Glenn E. Meyer
New member
So what, dear friends is missing in this discussion. From the NY Times today.
When Crime Was Always on Our Minds
By THOMAS J. LUECK
In the bad old days of street crime, an era most New Yorkers would think of as before 1990, it was a personal quandary and a public obsession: If assaulted, do I run, hand over the money or stand and fight? And should I carry a weapon?
They were the days of “mugger’s money,” or cash carried simply to placate a robber who might otherwise use a knife or gun. People flocked to martial arts classes for self-defense. For many, carrying a concealed knife or pepper spray became a prudent precaution.
Now, in a city that prides itself as being one of the nation’s safest, a bloody melee on a Harlem street is flashing New Yorkers back to the era of anticrime tactics. Just before midnight Thursday, the police said, Maurice Parks, 39, a subway motorman who had just ended his shift, was preyed upon by a group of muggers armed with at least one knife.
Mr. Parks, who had fended off an attack in Queens in 1994 and had studied martial arts, was prepared. After he was knocked down and robbed, he pulled a knife of his own, and fought back in a ferocious exchange that killed a man who may have been trying to intervene, and left two others — including Mr. Parks — hospitalized with bloody stab wounds.
The actions of Mr. Parks, who has not been charged with a crime, have prompted people across the city to go through the mental what-ifs that once were an everyday burden.
“I would have done the same thing,” said Diamond Torres, 26, a native New Yorker who said she was robbed when she was 13. Ms. Torres, who lives on the Lower East Side, said she carries a box-cutter knife for her own protection. Under city law, it is legal to carry knives with blades shorter than four inches, except for some that are specifically outlawed, including switchblades.
“I might be scared at first,” she said, “but my next reaction would be to defend myself.”
But Joshua Stokes, 28, a resident of the East Village who has been living in the city since 1999, did not share Ms. Torres’s concerns. “I don’t ever find myself in fear of getting mugged,” he said. If he were confronted on the street, he “would try to avoid an altercation,” he said, adding, “I would give them whatever I had.”

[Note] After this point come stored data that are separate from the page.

// パス: src/config.rs
// 役割: REPL configuration loaded from JSON and overridden by command-line flags
// 意図: Give prompt, history size, debounce window and banner one validated home
// 関連ファイル: src/bin/linerepl.rs, src/repl/session.rs, src/repl/cmd.rs
//! REPL の設定。
//!
//! すべての項目に既定値があり、JSON ファイルでは変えたい項目だけを書けばよい。
//! 未知のキーは誤記とみなしてエラーにする。

use std::fs;
use std::path::Path;
use std::time::Duration;

use serde::{Deserialize, Serialize};

use crate::errors::ReplError;
use crate::repl::decoder::DEFAULT_DEBOUNCE;
use crate::repl::history::DEFAULT_HISTORY_LIMIT;

pub const DEFAULT_PROMPT: &str = "--> ";

#[derive(Debug, Clone, PartialEq, Eq, Serialize, Deserialize)]
#[serde(default, deny_unknown_fields)]
pub struct ReplConfig {
    pub prompt: String,
    /// 保持するコマンド数。履歴の容量はこれに 1 を足した値になる。
    pub history_limit: usize,
    /// CRLF デバウンス幅（ミリ秒）。
    pub debounce_ms: u64,
    /// 起動時に開始メッセージを出すか。
    pub banner: bool,
}

impl Default for ReplConfig {
    fn default() -> Self {
        Self {
            prompt: DEFAULT_PROMPT.to_string(),
            history_limit: DEFAULT_HISTORY_LIMIT,
            debounce_ms: DEFAULT_DEBOUNCE.as_millis() as u64,
            banner: true,
        }
    }
}

impl ReplConfig {
    pub fn from_json_str(text: &str, origin: &Path) -> Result<Self, ReplError> {
        let config: ReplConfig =
            serde_json::from_str(text).map_err(|source| ReplError::ConfigParse {
                path: origin.to_path_buf(),
                source,
            })?;
        config.validate()?;
        Ok(config)
    }

    pub fn load(path: &Path) -> Result<Self, ReplError> {
        let text = fs::read_to_string(path).map_err(|source| ReplError::ConfigRead {
            path: path.to_path_buf(),
            source,
        })?;
        Self::from_json_str(&text, path)
    }

    pub fn validate(&self) -> Result<(), ReplError> {
        if self.history_limit == 0 {
            return Err(ReplError::ConfigValue(
                "history_limit は 1 以上である必要があります".into(),
            ));
        }
        Ok(())
    }

    pub fn debounce(&self) -> Duration {
        Duration::from_millis(self.debounce_ms)
    }
}

#[cfg(test)]
mod tests {
    use super::*;

    #[test]
    /// 省略した項目が既定値で埋まることを確認する。
    fn partial_json_keeps_defaults() {
        let cfg = ReplConfig::from_json_str(r#"{"prompt": ">>> "}"#, Path::new("inline")).unwrap();
        assert_eq!(cfg.prompt, ">>> ");
        assert_eq!(cfg.history_limit, 5);
        assert_eq!(cfg.debounce(), Duration::from_millis(20));
        assert!(cfg.banner);
    }

    #[test]
    /// 未知のキーと 0 件の履歴が拒否されることを確認する。
    fn rejects_unknown_keys_and_zero_history() {
        let err = ReplConfig::from_json_str(r#"{"promt": "x"}"#, Path::new("inline")).unwrap_err();
        assert!(matches!(err, ReplError::ConfigParse { .. }));
        let err =
            ReplConfig::from_json_str(r#"{"history_limit": 0}"#, Path::new("inline")).unwrap_err();
        assert!(matches!(err, ReplError::ConfigValue(_)));
    }
}
// パス: src/repl/output.rs
// 役割: Shared output writers and the mirrored-output (duplication) registry
// 意図: Let one evaluation copy its output onto a caller-chosen writer and always undo it
// 関連ファイル: src/repl/executor.rs, src/evaluator.rs, src/repl/cmd.rs
//! 出力先の共有とミラーリング。
//!
//! - `SharedWriter` は同期書き込みだけを提供する共有ライター。REPL のエコーも評価器の出力もこれを通る。
//! - `Console` は評価中のコードが書き込む「標準出力」で、インストールされたミラーへ同じ内容を複製する。
//! - `MirrorGuard` はインストールと復元を RAII で対にし、どの経路で抜けても復元を保証する。

use std::fmt;
use std::io::{self, Write};
use std::sync::{Arc, Mutex, MutexGuard};

use tracing::debug;

/// 複数の所有者から同期的に書き込める出力ストリーム。
#[derive(Clone)]
pub struct SharedWriter(Arc<Mutex<dyn Write + Send>>);

impl SharedWriter {
    pub fn new<W: Write + Send + 'static>(writer: W) -> Self {
        Self(Arc::new(Mutex::new(writer)))
    }

    /// 既に共有されているライターを包む。テストで書き込み内容を覗く用途を想定する。
    pub fn from_shared<W: Write + Send + 'static>(inner: Arc<Mutex<W>>) -> Self {
        Self(inner)
    }

    pub fn stdout() -> Self {
        Self::new(io::stdout())
    }

    /// 同じ実体を指しているか（内容ではなく同一性で比較する）。
    pub fn same_as(&self, other: &SharedWriter) -> bool {
        Arc::as_ptr(&self.0).cast::<()>() == Arc::as_ptr(&other.0).cast::<()>()
    }

    fn lock(&self) -> io::Result<MutexGuard<'_, dyn Write + Send + 'static>> {
        self.0
            .lock()
            .map_err(|_| io::Error::new(io::ErrorKind::Other, "output writer poisoned"))
    }
}

impl Write for SharedWriter {
    fn write(&mut self, buf: &[u8]) -> io::Result<usize> {
        self.lock()?.write(buf)
    }

    fn write_all(&mut self, buf: &[u8]) -> io::Result<()> {
        self.lock()?.write_all(buf)
    }

    fn flush(&mut self) -> io::Result<()> {
        self.lock()?.flush()
    }
}

impl fmt::Debug for SharedWriter {
    fn fmt(&self, f: &mut fmt::Formatter<'_>) -> fmt::Result {
        write!(f, "SharedWriter({:p})", Arc::as_ptr(&self.0).cast::<()>())
    }
}

/// 出力複製の契約。`install` は直前のミラーを返し、`restore` でそれを戻す。
pub trait OutputMirror {
    fn install(&self, writer: SharedWriter) -> Option<SharedWriter>;
    fn restore(&self, previous: Option<SharedWriter>);
    /// `writer` が既定の出力そのものか。既定なら複製は不要。
    fn is_primary(&self, writer: &SharedWriter) -> bool;
}

/// 評価中のコードが使う標準出力。ミラーが設定されていれば同じバイト列を複製する。
pub struct Console {
    primary: SharedWriter,
    mirror: Mutex<Option<SharedWriter>>,
}

impl Console {
    pub fn new(primary: SharedWriter) -> Self {
        Self {
            primary,
            mirror: Mutex::new(None),
        }
    }

    pub fn primary(&self) -> &SharedWriter {
        &self.primary
    }

    pub fn mirror_installed(&self) -> bool {
        self.mirror.lock().map(|m| m.is_some()).unwrap_or(false)
    }

    /// 既定の出力とミラーの両方へ書き込む。
    pub fn write_all(&self, bytes: &[u8]) -> io::Result<()> {
        let mut primary = self.primary.clone();
        primary.write_all(bytes)?;
        primary.flush()?;
        let mirror = self
            .mirror
            .lock()
            .map_err(|_| io::Error::new(io::ErrorKind::Other, "mirror slot poisoned"))?
            .clone();
        if let Some(mut mirror) = mirror {
            if !mirror.same_as(&self.primary) {
                mirror.write_all(bytes)?;
                mirror.flush()?;
            }
        }
        Ok(())
    }
}

impl OutputMirror for Console {
    fn install(&self, writer: SharedWriter) -> Option<SharedWriter> {
        match self.mirror.lock() {
            Ok(mut slot) => slot.replace(writer),
            Err(poisoned) => poisoned.into_inner().replace(writer),
        }
    }

    fn restore(&self, previous: Option<SharedWriter>) {
        match self.mirror.lock() {
            Ok(mut slot) => *slot = previous,
            Err(poisoned) => *poisoned.into_inner() = previous,
        }
    }

    fn is_primary(&self, writer: &SharedWriter) -> bool {
        self.primary.same_as(writer)
    }
}

/// ミラーのインストールとスコープ終了時の復元を対にするガード。
pub struct MirrorGuard<'a> {
    mirror: &'a dyn OutputMirror,
    previous: Option<Option<SharedWriter>>,
}

impl<'a> MirrorGuard<'a> {
    /// `target` が `Some` のときだけインストールする。`None` なら何もしないガードになる。
    pub fn install(mirror: &'a dyn OutputMirror, target: Option<&SharedWriter>) -> Self {
        let previous = target.map(|writer| {
            debug!(?writer, "mirrored output installed");
            mirror.install(writer.clone())
        });
        Self { mirror, previous }
    }
}

impl Drop for MirrorGuard<'_> {
    fn drop(&mut self) {
        if let Some(previous) = self.previous.take() {
            self.mirror.restore(previous);
            debug!("mirrored output restored");
        }
    }
}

Although many details remain unclear — including who struck the first blow — the case involving Mr. Parks provided a grim reminder that violence escalates and can lead to unintended consequences. The police said that the man who was killed, Flonarza M. Byas, 28, was stabbed by Mr. Parks. Although Mr. Byas did not appear to have been among those who first attacked Mr. Parks, the police did not know whether he joined the robbery, was a bystander, or perhaps was a good Samaritan who tried to intervene, as his family maintains.
The police arrested Leandro Ventura, 15, on Friday on a charge of first-degree robbery. Another suspect, Edwin Bonilla, 18, was arrested Sunday on a robbery charge, and a third was in the hospital.
“While I don’t think people should carry knives, some undoubtedly do,” said former Mayor Edward I. Koch, whose tenure at City Hall, from 1978 through 1989, included the shooting in 1984 of four aggressive teenage panhandlers on a Manhattan subway train by Bernard Goetz. The case provoked passions across the nation, with some condemning Mr. Goetz as a vigilante, and others calling his action a galvanizing event for a city that had been too willing to accept a relentless rise in crime.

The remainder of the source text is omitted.